Dataset entries
+ + + + + + +

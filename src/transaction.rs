//! Transaction-level execution: up-front gas purchase, nonce
//! accounting, the inner call or creation, and fee settlement.

use std::cmp::min;
use std::rc::Rc;

use log::debug;
use primitive_types::{H160, U256};

use crate::errors::{InternalError, PreExecutionError, TransactionError};
use crate::eval::{Runtime, StepRecord};
use crate::memory::Memory;
use crate::params::{Context, HeaderParams, Log};
use crate::patch::Patch;
use crate::state::StateManager;
use crate::trie::Database;
use crate::util::create_address;
use crate::vm::{ContextVM, VMStatus};

const G_TXDATAZERO: u64 = 4;
const G_TXDATANONZERO: u64 = 68;
const G_TRANSACTION: u64 = 21000;

/// What a transaction does: call an existing account or create a new
/// contract.
#[derive(Debug, Clone, Copy, PartialEq, Eq)]
pub enum TransactionAction {
    /// Message call to the given address.
    Call(H160),
    /// Contract creation; the input is the init code.
    Create,
}

impl TransactionAction {
    /// The address the transaction executes at.
    pub fn address(&self, caller: H160, nonce: u64) -> H160 {
        match self {
            TransactionAction::Call(to) => *to,
            TransactionAction::Create => create_address(caller, nonce),
        }
    }
}

/// A transaction that has passed signature recovery; execution-level
/// validity is checked against the state before it runs.
#[derive(Debug, Clone)]
pub struct ValidTransaction {
    /// Caller of the transaction.
    pub caller: H160,
    /// Gas price in wei per gas.
    pub gas_price: U256,
    /// Gas limit of the transaction.
    pub gas_limit: U256,
    /// Call or creation.
    pub action: TransactionAction,
    /// Value sent with the transaction.
    pub value: U256,
    /// Call data, or init code for a creation.
    pub input: Rc<Vec<u8>>,
    /// Nonce of the transaction.
    pub nonce: u64,
}

impl ValidTransaction {
    /// Gas paid up front, before any code runs: the base transaction
    /// fee, the per-byte data fee, and the creation surcharge.
    pub fn intrinsic_gas<P: Patch>(&self) -> U256 {
        let mut gas = U256::from(G_TRANSACTION);

        if self.action == TransactionAction::Create {
            gas = gas + P::gas_transaction_create();
        }

        for byte in self.input.iter() {
            if *byte == 0 {
                gas = gas + U256::from(G_TXDATAZERO);
            } else {
                gas = gas + U256::from(G_TXDATANONZERO);
            }
        }

        gas
    }

    /// The wei deducted from the caller before execution to pay for
    /// gas, returned pro rata afterwards.
    pub fn preclaimed_value(&self) -> Option<U256> {
        self.gas_limit.checked_mul(self.gas_price)
    }

    /// Check the transaction against the current state: nonce match,
    /// balance coverage, and intrinsic gas fitting the limit.
    pub fn validate<P: Patch, D: Database>(
        &self,
        handle: &mut StateManager<D>,
    ) -> Result<(), TransactionError> {
        let nonce = handle.get_nonce(self.caller).map_err(InternalError::from)?;
        if nonce != self.nonce {
            return Err(PreExecutionError::InvalidNonce.into());
        }

        let total = self
            .preclaimed_value()
            .and_then(|preclaimed| preclaimed.checked_add(self.value))
            .ok_or(PreExecutionError::InsufficientBalance)?;
        let balance = handle
            .get_balance(self.caller)
            .map_err(InternalError::from)?;
        if balance < total {
            return Err(PreExecutionError::InsufficientBalance.into());
        }

        if self.gas_limit < self.intrinsic_gas::<P>() {
            return Err(PreExecutionError::InsufficientGasLimit.into());
        }

        Ok(())
    }
}

/// A VM that applies one transaction against the world state.
pub struct TransactionVM<M, P: Patch> {
    transaction: ValidTransaction,
    runtime: Option<Runtime>,
    vm: Option<ContextVM<M, P>>,
    used_gas: U256,
}

impl<M: Memory + Default, P: Patch> TransactionVM<M, P> {
    /// Create a VM for the given transaction under the given block.
    pub fn new(transaction: ValidTransaction, block: HeaderParams) -> Self {
        TransactionVM {
            transaction,
            runtime: Some(Runtime::new(block)),
            vm: None,
            used_gas: U256::zero(),
        }
    }

    /// Install a per-opcode trace hook. Only effective before `fire`.
    pub fn on_step<F: Fn(&StepRecord) + 'static>(&mut self, hook: F) {
        if let Some(runtime) = self.runtime.as_mut() {
            runtime.step_hooks.push(Box::new(hook));
        }
    }

    /// The transaction this VM applies.
    pub fn transaction(&self) -> &ValidTransaction {
        &self.transaction
    }

    /// Run the transaction to completion. On success the returned
    /// status tells whether the inner execution succeeded or was
    /// reverted; either way fees have been settled. A
    /// [TransactionError] means the state carries no trace of the
    /// transaction beyond pre-validation reads.
    pub fn fire<D: Database>(
        &mut self,
        handle: &mut StateManager<D>,
    ) -> Result<VMStatus, TransactionError> {
        let runtime = self
            .runtime
            .take()
            .expect("transaction was already executed");
        let tx = self.transaction.clone();

        tx.validate::<P, D>(handle)?;

        let beneficiary = runtime.block.beneficiary;
        let address = tx.action.address(tx.caller, tx.nonce);
        let intrinsic = tx.intrinsic_gas::<P>();
        let preclaimed = tx
            .preclaimed_value()
            .expect("validated against overflow above");

        handle
            .warm(&[tx.caller, address, beneficiary])
            .map_err(InternalError::from)?;

        // The nonce bump and the gas purchase precede execution and
        // survive a reverted inner frame.
        handle.increment_nonce(tx.caller).map_err(InternalError::from)?;
        handle
            .sub_balance(tx.caller, preclaimed)
            .map_err(InternalError::from)?;

        let (code, data) = match tx.action {
            TransactionAction::Call(to) => {
                let code = handle.get_code(to).map_err(InternalError::from)?;
                (code, tx.input.clone())
            }
            TransactionAction::Create => (tx.input.clone(), Rc::new(Vec::new())),
        };

        let context = Context {
            address,
            caller: tx.caller,
            origin: tx.caller,
            code,
            data,
            gas_limit: tx.gas_limit - intrinsic,
            gas_price: tx.gas_price,
            value: tx.value,
            apparent_value: tx.value,
        };

        handle.checkpoint();
        let transfer = handle
            .sub_balance(tx.caller, tx.value)
            .and_then(|_| handle.add_balance(address, tx.value));
        if let Err(err) = transfer {
            handle.revert();
            return Err(InternalError::from(err).into());
        }

        let mut vm = ContextVM::<M, P>::with_runtime(context, runtime);
        if let Err(err) = vm.fire(handle) {
            handle.revert();
            self.vm = Some(vm);
            return Err(err.into());
        }

        if tx.action == TransactionAction::Create {
            vm.machine_mut().code_deposit(handle);
        }

        let status = vm.status();
        match status {
            VMStatus::ExitedOk => handle.commit(),
            VMStatus::ExitedErr(_) => handle.revert(),
            VMStatus::ExitedFatal(err) => {
                handle.revert();
                self.vm = Some(vm);
                return Err(InternalError::from(err).into());
            }
            VMStatus::Running => unreachable!("fire drove the VM to completion"),
        }

        // Refunds are capped at half of what was spent and are only
        // worth anything on the successful path.
        let total_used = vm.used_gas().saturating_add(intrinsic);
        let refunded = min(total_used / U256::from(2u64), vm.refunded_gas());
        let real_used = total_used - refunded;

        debug!(
            target: "vm",
            "transaction used {} gas ({} refunded)", real_used, refunded
        );

        handle
            .add_balance(tx.caller, (tx.gas_limit - real_used) * tx.gas_price)
            .map_err(InternalError::from)?;
        handle
            .add_balance(beneficiary, real_used * tx.gas_price)
            .map_err(InternalError::from)?;

        if let VMStatus::ExitedOk = status {
            let suicides: Vec<H160> = vm.suicides().map(|(address, _)| address).collect();
            for address in suicides {
                handle.delete_account(address);
            }
        }

        self.used_gas = real_used;
        self.vm = Some(vm);
        Ok(status)
    }

    /// Gas charged to the caller, after the refund.
    pub fn used_gas(&self) -> U256 {
        self.used_gas
    }

    /// Return data of the top-level frame.
    pub fn out(&self) -> &[u8] {
        self.vm.as_ref().map(|vm| vm.out()).unwrap_or(&[])
    }

    /// Logs emitted by the transaction.
    pub fn logs(&self) -> &[Log] {
        self.vm.as_ref().map(|vm| vm.logs()).unwrap_or(&[])
    }

    /// Status of the inner execution.
    pub fn status(&self) -> VMStatus {
        self.vm
            .as_ref()
            .map(|vm| vm.status())
            .unwrap_or(VMStatus::Running)
    }
}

+ + + + + + +

Directions :: Repeat the lines from the first one in the records through the line containing "create a new", exactly as written, and nothing else.

Result below ::
filename src/transaction.rs
//! Transaction-level execution: up-front gas purchase, nonce
//! accounting, the inner call or creation, and fee settlement.

use std::cmp::min;
use std::rc::Rc;

use log::debug;
use primitive_types::{H160, U256};

use crate::errors::{InternalError, PreExecutionError, TransactionError};
use crate::eval::{Runtime, StepRecord};
use crate::memory::Memory;
use crate::params::{Context, HeaderParams, Log};
use crate::patch::Patch;
use crate::state::StateManager;
use crate::trie::Database;
use crate::util::create_address;
use crate::vm::{ContextVM, VMStatus};

const G_TXDATAZERO: u64 = 4;
const G_TXDATANONZERO: u64 = 68;
const G_TRANSACTION: u64 = 21000;

/// What a transaction does: call an existing account or create a new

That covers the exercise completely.